Meskipun ada upaya internasional yang terpadu, pemantau kelaparan global mengatakan pada minggu ini bahwa Gaza masih berisiko tinggi mengalami kelaparan, dengan sekitar seperlima penduduk wilayah tersebut masih menghadapi kerawanan pangan. Pada hari Rabu, Rumah Sakit Kamal Adwan di Gaza utara mengatakan bahwa seorang anak lainnya meninggal karena kekurangan gizi dan dehidrasi. Organisasi-organisasi bantuan mengatakan bahwa israel harus berbuat lebih banyak untuk memfasilitasi pengiriman bantuan kemanusiaan.

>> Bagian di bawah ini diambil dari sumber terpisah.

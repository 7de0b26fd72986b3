use diesel::prelude::*;

use crate::domain::listing::CategoryFilter;
use crate::domain::project::{NewProject, Project, UpdateProject};
use crate::domain::types::ProjectId;
use crate::models::project::{NewProject as DbNewProject, Project as DbProject, encode_tags};
use crate::repository::errors::RepositoryResult;
use crate::repository::{DieselRepository, ProjectListQuery, ProjectReader, ProjectWriter};

impl ProjectReader for DieselRepository {
    fn list_projects(&self, query: ProjectListQuery) -> RepositoryResult<Vec<Project>> {
        use crate::schema::projects;

        let mut conn = self.conn()?;

        let mut items = projects::table.into_boxed::<diesel::sqlite::Sqlite>();

        match query.scope {
            CategoryFilter::All => {}
            CategoryFilter::Best => items = items.filter(projects::is_best.eq(true)),
            CategoryFilter::Only(category) => {
                items = items.filter(projects::category.eq(category.as_str()));
            }
        }

        if let Some(owner) = &query.owner {
            items = items.filter(projects::owner_id.eq(owner.as_str()));
        }

        let items = items
            .order(projects::created_at.desc())
            .limit(query.ceiling as i64)
            .load::<DbProject>(&mut conn)?
            .into_iter()
            .map(TryInto::try_into)
            .collect::<Result<Vec<Project>, _>>()?;

        Ok(items)
    }

    fn get_project_by_id(&self, id: ProjectId) -> RepositoryResult<Option<Project>> {
        use crate::schema::projects;

        let mut conn = self.conn()?;

        let project = projects::table
            .filter(projects::id.eq(id.get()))
            .first::<DbProject>(&mut conn)
            .optional()?;

        Ok(project.map(TryInto::try_into).transpose()?)
    }

    fn get_projects_by_ids(&self, ids: &[ProjectId]) -> RepositoryResult<Vec<Project>> {
        use crate::schema::projects;

        let mut conn = self.conn()?;
        let raw_ids: Vec<i32> = ids.iter().map(|id| id.get()).collect();

        let items = projects::table
            .filter(projects::id.eq_any(raw_ids))
            .load::<DbProject>(&mut conn)?
            .into_iter()
            .map(TryInto::try_into)
            .collect::<Result<Vec<Project>, _>>()?;

        Ok(items)
    }
}

impl ProjectWriter for DieselRepository {
    fn create_project(&self, project: &NewProject) -> RepositoryResult<Project> {
        use crate::schema::projects;

        let mut conn = self.conn()?;
        let db_project: DbNewProject = project.into();

        let created = diesel::insert_into(projects::table)
            .values(db_project)
            .get_result::<DbProject>(&mut conn)?;

        Ok(created.try_into()?)
    }

    fn update_project(&self, id: ProjectId, update: &UpdateProject) -> RepositoryResult<usize> {
        use crate::schema::projects;

        let mut conn = self.conn()?;

        let affected = diesel::update(projects::table.filter(projects::id.eq(id.get())))
            .set((
                projects::title.eq(update.title.as_str()),
                projects::description.eq(&update.description),
                projects::category.eq(update.category.map(|c| c.as_str())),
                projects::subcategory.eq(update.subcategory.as_ref().map(|s| s.as_str())),
                projects::tags.eq(encode_tags(&update.tags)),
                projects::updated_at.eq(diesel::dsl::now),
            ))
            .execute(&mut conn)?;

        Ok(affected)
    }

    fn delete_project(&self, id: ProjectId) -> RepositoryResult<usize> {
        use crate::schema::projects;

        let mut conn = self.conn()?;

        let affected = diesel::delete(projects::table.filter(projects::id.eq(id.get())))
            .execute(&mut conn)?;

        Ok(affected)
    }

    fn set_project_hidden(&self, id: ProjectId, hidden: bool) -> RepositoryResult<usize> {
        use crate::schema::projects;

        let mut conn = self.conn()?;

        let affected = diesel::update(projects::table.filter(projects::id.eq(id.get())))
            .set(projects::is_hidden.eq(hidden))
            .execute(&mut conn)?;

        Ok(affected)
    }

    fn set_project_best(&self, id: ProjectId, best: bool) -> RepositoryResult<usize> {
        use crate::schema::projects;

        let mut conn = self.conn()?;

        let affected = diesel::update(projects::table.filter(projects::id.eq(id.get())))
            .set(projects::is_best.eq(best))
            .execute(&mut conn)?;

        Ok(affected)
    }

    fn increment_project_views(&self, id: ProjectId) -> RepositoryResult<usize> {
        use crate::schema::projects;

        let mut conn = self.conn()?;

        let affected = diesel::update(projects::table.filter(projects::id.eq(id.get())))
            .set(projects::views.eq(projects::views + 1))
            .execute(&mut conn)?;

        Ok(affected)
    }
}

Di sebuah sekolah yang dikelola PBB di Khan Younis yang telah diubah menjadi tempat penampungan bagi para pengungsi, Umm Feisal Abu Nqera sedang duduk bersila di lantai di antara kasur, menyiapkan makanan kecil untuk dirinya dan keenam anaknya. Dia memotong tomat ke dalam mangkuk, mengaduk sepanci kecil kacang-kacangan dan menghancurkan bahan-bahan dalam lesung dan alu. Putri-putrinya yang masih kecil berbaring di dekatnya, bermain dengan lesu. Suaminya memberi bayinya kacang lentil cair dari botol.
“Jika dapur amal tidak datang ke sini dalam satu hari, kami akan bertanya-tanya apa yang akan kami makan hari itu,” katanya. Kacangnya berasal dari dapur. Harga pangan di Gaza sangat tinggi dan keluarganya tidak mempunyai penghasilan sejak perang dimulai Oktober lalu.

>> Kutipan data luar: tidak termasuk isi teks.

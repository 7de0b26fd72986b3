use actix_web::{HttpResponse, Responder, get, web};
use serde::{Deserialize, Serialize};

use crate::domain::listing::{CategoryFilter, ListingFilters};
use crate::dto::projects::ProjectDto;
use crate::models::auth::AuthenticatedUser;
use crate::models::config::ServerConfig;
use crate::repository::DieselRepository;
use crate::routes::viewer_context;
use crate::services::projects::show_projects as show_projects_service;

#[derive(Deserialize, Debug)]
struct ApiV1ProjectsQueryParams {
    category: Option<String>,
    query: Option<String>,
    page: Option<usize>,
}

#[derive(Serialize)]
struct ApiV1ProjectsResponse {
    items: Vec<ProjectDto>,
    total: usize,
}

#[get("/v1/projects")]
pub async fn api_v1_projects(
    params: web::Query<ApiV1ProjectsQueryParams>,
    user: Option<AuthenticatedUser>,
    repo: web::Data<DieselRepository>,
    server_config: web::Data<ServerConfig>,
) -> impl Responder {
    let viewer = viewer_context(user.as_ref(), &server_config);
    let filters = ListingFilters {
        category: params
            .category
            .as_deref()
            .map(CategoryFilter::parse)
            .unwrap_or_default(),
        subcategory: None,
        search: params.query.clone().filter(|q| !q.trim().is_empty()),
    };
    let page = params.page.unwrap_or(1);

    match show_projects_service(&filters, &viewer, page, repo.get_ref()) {
        Ok(listing) => HttpResponse::Ok().json(ApiV1ProjectsResponse {
            total: listing.total,
            items: listing.items.into_iter().map(ProjectDto::from).collect(),
        }),
        Err(e) => {
            log::error!("Failed to list projects for API: {e}");
            HttpResponse::InternalServerError().finish()
        }
    }
}
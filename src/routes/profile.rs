use actix_web::{HttpResponse, Responder, get, post, web};
use actix_web_flash_messages::{FlashMessage, IncomingFlashMessages};
use tera::Tera;
use validator::Validate;

use crate::forms::profile::ProfileForm;
use crate::models::auth::AuthenticatedUser;
use crate::models::config::ServerConfig;
use crate::repository::DieselRepository;
use crate::routes::{base_context, redirect, render_template, viewer_context};
use crate::services::ServiceError;
use crate::services::profiles::{
    show_profile as show_profile_service, update_profile as update_profile_service,
};

#[get("/profile")]
pub async fn show_profile(
    user: AuthenticatedUser,
    flash_messages: IncomingFlashMessages,
    repo: web::Data<DieselRepository>,
    server_config: web::Data<ServerConfig>,
    tera: web::Data<Tera>,
) -> impl Responder {
    let viewer = viewer_context(Some(&user), &server_config);

    match show_profile_service(&viewer, repo.get_ref()) {
        Ok(profile) => {
            let mut context = base_context(
                &flash_messages,
                Some(&user),
                "profile",
                &server_config.auth_service_url,
            );
            context.insert("profile", &profile);
            render_template(&tera, "profiles/edit.html", &context)
        }
        Err(ServiceError::Unauthorized) => redirect("/na"),
        Err(err) => {
            log::error!("Failed to render profile page: {err}");
            HttpResponse::InternalServerError().finish()
        }
    }
}

#[post("/profile")]
pub async fn update_profile(
    user: AuthenticatedUser,
    repo: web::Data<DieselRepository>,
    server_config: web::Data<ServerConfig>,
    web::Form(form): web::Form<ProfileForm>,
) -> impl Responder {
    if let Err(e) = form.validate() {
        FlashMessage::error(e.to_string()).send();
        return redirect("/profile");
    }
    let user_id = match user.user_id() {
        Ok(user_id) => user_id,
        Err(_) => return redirect("/na"),
    };
    let profile = match form.into_new_profile(user_id) {
        Ok(profile) => profile,
        Err(e) => {
            FlashMessage::error(e.to_string()).send();
            return redirect("/profile");
        }
    };

    let viewer = viewer_context(Some(&user), &server_config);
    match update_profile_service(&profile, &viewer, repo.get_ref()) {
        Ok(true) => {
            FlashMessage::success("Профиль сохранён").send();
            redirect("/profile")
        }
        Ok(false) => {
            FlashMessage::error("Не удалось сохранить профиль.").send();
            redirect("/profile")
        }
        Err(ServiceError::Unauthorized) => redirect("/na"),
        Err(err) => {
            log::error!("Failed to update profile: {err}");
            HttpResponse::InternalServerError().finish()
        }
    }
}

“Kami sedang menjalani hari-hari terburuk dalam hidup kami dalam hal kelaparan dan kekurangan,” kata Umm Feisal, membandingkan keberadaan keluarga tersebut sebelum konflik, ketika mereka mampu memberi makan anak-anak mereka dengan baik dan bahkan memberi mereka uang saku. “Hari ini putra Anda melihat Anda dan Anda berdarah dari dalam, karena Anda tidak dapat memberinya hak paling dasar dan kebutuhan paling sederhana dalam hidupnya.”

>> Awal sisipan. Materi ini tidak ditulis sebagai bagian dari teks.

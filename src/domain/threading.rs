//! The comment tree builder: reconstructs a renderable forest from the flat
//! comment list of a project.
//!
//! The stored tree is unbounded (comments point at arbitrary parents) while
//! the UI renders exactly two levels, so every descendant of a root is
//! flattened into that root's reply list. A comment whose declared parent is
//! absent from the set is promoted to root level, never dropped. Pure
//! functions throughout; mutations happen elsewhere and the forest is
//! re-derived after every re-fetch.

use std::collections::{HashMap, HashSet};

use serde::Serialize;

use crate::domain::comment::Comment;
use crate::domain::like::LikeMeta;
use crate::domain::types::CommentId;

/// Number of root comments shown initially and added per "show more".
pub const VISIBLE_ROOTS_STEP: usize = 10;

/// Root ordering selected by the viewer. Replies are always chronological
/// regardless of this mode.
#[derive(Debug, Clone, Copy, Default, PartialEq, Eq)]
pub enum CommentSort {
    #[default]
    Newest,
    Oldest,
    Popular,
}

impl CommentSort {
    /// Parse a query-string value, defaulting to `Newest`.
    pub fn parse(value: &str) -> Self {
        match value.trim().to_lowercase().as_str() {
            "oldest" => CommentSort::Oldest,
            "popular" => CommentSort::Popular,
            _ => CommentSort::Newest,
        }
    }

    pub const fn as_str(self) -> &'static str {
        match self {
            CommentSort::Newest => "newest",
            CommentSort::Oldest => "oldest",
            CommentSort::Popular => "popular",
        }
    }
}

/// A comment together with its derived like state.
#[derive(Debug, Clone, Serialize)]
pub struct CommentWithMeta {
    pub comment: Comment,
    pub likes: LikeMeta,
}

/// A root comment and its flattened, chronologically ordered replies.
#[derive(Debug, Clone, Serialize)]
pub struct CommentThread {
    pub root: CommentWithMeta,
    pub replies: Vec<CommentWithMeta>,
}

/// Build the ordered forest for rendering. Every input comment appears
/// exactly once in the output, either as a root or inside exactly one reply
/// list. Missing like metadata reads as zero likes.
pub fn build_threads(
    comments: Vec<Comment>,
    like_meta: &HashMap<CommentId, LikeMeta>,
    sort: CommentSort,
) -> Vec<CommentThread> {
    let ids: HashSet<CommentId> = comments.iter().map(|c| c.id).collect();
    let mut children: HashMap<CommentId, Vec<CommentId>> = HashMap::new();
    let mut root_ids: Vec<CommentId> = Vec::new();

    for comment in &comments {
        match comment.parent_id {
            Some(parent) if ids.contains(&parent) => {
                children.entry(parent).or_default().push(comment.id);
            }
            // No parent, or the parent is gone: promoted to root.
            _ => root_ids.push(comment.id),
        }
    }

    let mut by_id: HashMap<CommentId, Comment> =
        comments.into_iter().map(|c| (c.id, c)).collect();
    let mut placed: HashSet<CommentId> = HashSet::new();
    let mut threads: Vec<CommentThread> = Vec::new();

    let build = |root_id: CommentId,
                     by_id: &mut HashMap<CommentId, Comment>,
                     placed: &mut HashSet<CommentId>|
     -> Option<CommentThread> {
        if !placed.insert(root_id) {
            return None;
        }
        let descendants = collect_descendants(root_id, &children, placed);
        let root = with_meta(by_id.remove(&root_id)?, like_meta);
        let mut replies: Vec<CommentWithMeta> = descendants
            .into_iter()
            .filter_map(|id| by_id.remove(&id))
            .map(|c| with_meta(c, like_meta))
            .collect();
        replies.sort_by(|a, b| a.comment.created_at.cmp(&b.comment.created_at));
        Some(CommentThread { root, replies })
    };

    for root_id in root_ids {
        if let Some(thread) = build(root_id, &mut by_id, &mut placed) {
            threads.push(thread);
        }
    }

    // Records trapped in a parent cycle are reachable from no root.
    // Promote them so nothing is lost.
    let mut leftover: Vec<CommentId> = by_id.keys().copied().collect();
    leftover.sort();
    for id in leftover {
        if let Some(thread) = build(id, &mut by_id, &mut placed) {
            threads.push(thread);
        }
    }

    sort_roots(&mut threads, sort);
    threads
}

/// Depth-first collection of all descendants of `root`, marking them placed.
fn collect_descendants(
    root: CommentId,
    children: &HashMap<CommentId, Vec<CommentId>>,
    placed: &mut HashSet<CommentId>,
) -> Vec<CommentId> {
    let mut collected = Vec::new();
    let mut stack: Vec<CommentId> = children.get(&root).cloned().unwrap_or_default();
    while let Some(id) = stack.pop() {
        if !placed.insert(id) {
            continue;
        }
        collected.push(id);
        if let Some(grandchildren) = children.get(&id) {
            stack.extend(grandchildren.iter().copied());
        }
    }
    collected
}

fn with_meta(comment: Comment, like_meta: &HashMap<CommentId, LikeMeta>) -> CommentWithMeta {
    let likes = like_meta.get(&comment.id).copied().unwrap_or_default();
    CommentWithMeta { comment, likes }
}

fn sort_roots(threads: &mut [CommentThread], sort: CommentSort) {
    match sort {
        CommentSort::Newest => threads.sort_by(|a, b| {
            b.root.comment.created_at.cmp(&a.root.comment.created_at)
        }),
        CommentSort::Oldest => threads.sort_by(|a, b| {
            a.root.comment.created_at.cmp(&b.root.comment.created_at)
        }),
        CommentSort::Popular => threads.sort_by(|a, b| {
            b.likes()
                .cmp(&a.likes())
                .then(b.root.comment.created_at.cmp(&a.root.comment.created_at))
        }),
    }
}

impl CommentThread {
    fn likes(&self) -> usize {
        self.root.likes.count
    }
}

/// The monotonically growing visible-root window: the first `visible` roots
/// plus a flag telling whether more remain. Replies of a visible root are
/// always shown in full.
pub fn visible_window(threads: &[CommentThread], visible: usize) -> (&[CommentThread], bool) {
    let shown = visible.max(VISIBLE_ROOTS_STEP).min(threads.len());
    (&threads[..shown], shown < threads.len())
}

#[cfg(test)]
mod tests {
    use super::*;
    use crate::domain::types::{CommentBody, ProjectId, UserId};
    use chrono::{DateTime, NaiveDateTime};

    fn ts(secs: i64) -> NaiveDateTime {
        DateTime::from_timestamp(secs, 0).unwrap().naive_utc()
    }

    fn comment(id: i32, parent: Option<i32>, created: i64) -> Comment {
        Comment {
            id: CommentId::new(id).unwrap(),
            project_id: ProjectId::new(1).unwrap(),
            parent_id: parent.map(|p| CommentId::new(p).unwrap()),
            author_id: UserId::new("student").unwrap(),
            body: CommentBody::new(format!("comment {id}")).unwrap(),
            created_at: ts(created),
            updated_at: ts(created),
        }
    }

    fn likes(entries: &[(i32, usize)]) -> HashMap<CommentId, LikeMeta> {
        entries
            .iter()
            .map(|&(id, count)| {
                (
                    CommentId::new(id).unwrap(),
                    LikeMeta {
                        count,
                        liked_by_viewer: false,
                    },
                )
            })
            .collect()
    }

    fn root_ids(threads: &[CommentThread]) -> Vec<i32> {
        threads.iter().map(|t| t.root.comment.id.get()).collect()
    }

    #[test]
    fn empty_input_yields_empty_forest() {
        let threads = build_threads(vec![], &HashMap::new(), CommentSort::Newest);
        assert!(threads.is_empty());
    }

    #[test]
    fn oldest_sort_matches_reference_example() {
        // [{id:1,parent:null,t:10},{id:2,parent:1,t:20},{id:3,parent:null,t:5}]
        let comments = vec![
            comment(1, None, 10),
            comment(2, Some(1), 20),
            comment(3, None, 5),
        ];
        let threads = build_threads(comments, &HashMap::new(), CommentSort::Oldest);
        assert_eq!(root_ids(&threads), vec![3, 1]);
        assert!(threads[0].replies.is_empty());
        assert_eq!(threads[1].replies.len(), 1);
        assert_eq!(threads[1].replies[0].comment.id, 2);
    }

    #[test]
    fn every_record_appears_exactly_once() {
        let comments = vec![
            comment(1, None, 10),
            comment(2, Some(1), 20),
            comment(3, Some(2), 30),
            comment(4, None, 40),
            comment(5, Some(99), 50),
            comment(6, Some(4), 60),
        ];
        let threads = build_threads(comments, &HashMap::new(), CommentSort::Newest);
        let mut seen: Vec<i32> = threads
            .iter()
            .flat_map(|t| {
                std::iter::once(t.root.comment.id.get())
                    .chain(t.replies.iter().map(|r| r.comment.id.get()))
            })
            .collect();
        seen.sort_unstable();
        assert_eq!(seen, vec![1, 2, 3, 4, 5, 6]);
    }

    #[test]
    fn deep_replies_flatten_under_their_root() {
        let comments = vec![
            comment(1, None, 10),
            comment(2, Some(1), 20),
            comment(3, Some(2), 30),
            comment(4, Some(3), 40),
        ];
        let threads = build_threads(comments, &HashMap::new(), CommentSort::Newest);
        assert_eq!(threads.len(), 1);
        let reply_ids: Vec<i32> = threads[0]
            .replies
            .iter()
            .map(|r| r.comment.id.get())
            .collect();
        assert_eq!(reply_ids, vec![2, 3, 4]);
    }

    #[test]
    fn orphaned_reply_is_promoted_to_root() {
        let comments = vec![comment(1, None, 10), comment(2, Some(99), 20)];
        let threads = build_threads(comments, &HashMap::new(), CommentSort::Oldest);
        assert_eq!(root_ids(&threads), vec![1, 2]);
    }

    #[test]
    fn orphan_keeps_its_own_replies() {
        // 2's parent is missing; 3 replies to 2 and must nest under it.
        let comments = vec![comment(2, Some(99), 20), comment(3, Some(2), 30)];
        let threads = build_threads(comments, &HashMap::new(), CommentSort::Newest);
        assert_eq!(root_ids(&threads), vec![2]);
        assert_eq!(threads[0].replies.len(), 1);
        assert_eq!(threads[0].replies[0].comment.id, 3);
    }

    #[test]
    fn replies_are_chronological_regardless_of_root_sort() {
        let comments = vec![
            comment(1, None, 10),
            comment(2, Some(1), 50),
            comment(3, Some(1), 20),
            comment(4, Some(1), 35),
        ];
        for sort in [CommentSort::Newest, CommentSort::Oldest, CommentSort::Popular] {
            let threads = build_threads(comments.clone(), &HashMap::new(), sort);
            let reply_ids: Vec<i32> = threads[0]
                .replies
                .iter()
                .map(|r| r.comment.id.get())
                .collect();
            assert_eq!(reply_ids, vec![3, 4, 2]);
        }
    }

    #[test]
    fn newest_and_oldest_order_roots_by_timestamp() {
        let comments = vec![comment(1, None, 10), comment(2, None, 30), comment(3, None, 20)];
        let newest = build_threads(comments.clone(), &HashMap::new(), CommentSort::Newest);
        assert_eq!(root_ids(&newest), vec![2, 3, 1]);
        let oldest = build_threads(comments, &HashMap::new(), CommentSort::Oldest);
        assert_eq!(root_ids(&oldest), vec![1, 3, 2]);
    }

    #[test]
    fn popular_orders_by_likes_then_newest() {
        let comments = vec![
            comment(1, None, 10),
            comment(2, None, 20),
            comment(3, None, 30),
            comment(4, None, 40),
        ];
        let meta = likes(&[(1, 2), (2, 5), (3, 2), (4, 0)]);
        let threads = build_threads(comments, &meta, CommentSort::Popular);
        assert_eq!(root_ids(&threads), vec![2, 3, 1, 4]);

        let counts: Vec<usize> = threads.iter().map(|t| t.root.likes.count).collect();
        assert!(counts.windows(2).all(|w| w[0] >= w[1]));
    }

    #[test]
    fn reply_likes_do_not_affect_root_order() {
        let comments = vec![
            comment(1, None, 10),
            comment(2, Some(1), 15),
            comment(3, None, 20),
        ];
        let meta = likes(&[(2, 10), (3, 1)]);
        let threads = build_threads(comments, &meta, CommentSort::Popular);
        assert_eq!(root_ids(&threads), vec![3, 1]);
    }

    #[test]
    fn parent_cycle_is_not_dropped() {
        // Corrupt data: 1 and 2 point at each other. Both must still appear.
        let comments = vec![comment(1, Some(2), 10), comment(2, Some(1), 20)];
        let threads = build_threads(comments, &HashMap::new(), CommentSort::Oldest);
        let mut seen: Vec<i32> = threads
            .iter()
            .flat_map(|t| {
                std::iter::once(t.root.comment.id.get())
                    .chain(t.replies.iter().map(|r| r.comment.id.get()))
            })
            .collect();
        seen.sort_unstable();
        assert_eq!(seen, vec![1, 2]);
    }

    #[test]
    fn visible_window_grows_in_steps() {
        let comments: Vec<Comment> = (1..=25).map(|i| comment(i, None, i as i64)).collect();
        let threads = build_threads(comments, &HashMap::new(), CommentSort::Oldest);

        let (shown, has_more) = visible_window(&threads, VISIBLE_ROOTS_STEP);
        assert_eq!(shown.len(), 10);
        assert!(has_more);

        let (shown, has_more) = visible_window(&threads, 20);
        assert_eq!(shown.len(), 20);
        assert!(has_more);

        let (shown, has_more) = visible_window(&threads, 30);
        assert_eq!(shown.len(), 25);
        assert!(!has_more);
    }

    #[test]
    fn replies_of_visible_roots_are_complete() {
        let mut comments: Vec<Comment> = (1..=12).map(|i| comment(i, None, i as i64)).collect();
        comments.push(comment(100, Some(12), 100));
        comments.push(comment(101, Some(12), 101));
        let threads = build_threads(comments, &HashMap::new(), CommentSort::Newest);
        let (shown, _) = visible_window(&threads, VISIBLE_ROOTS_STEP);
        // Root 12 is newest, therefore first, with both replies intact.
        assert_eq!(shown[0].root.comment.id, 12);
        assert_eq!(shown[0].replies.len(), 2);
    }
}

Para pekerja dari dapur amal minggu ini memimpin kereta keledai mereka melewati puing-puing jalan Khan Younis yang hancur dan dipenuhi orang-orang dalam perjalanan menuju tempat penampungan sekolah PBB. Mereka menggunakan dayung untuk mengaduk dua tong besar makanan sebelum menyendok sesendok kacang lentil kuning ke barisan anak-anak yang mengantri membawa panci untuk dibawa ke keluarga mereka. (is/knrp)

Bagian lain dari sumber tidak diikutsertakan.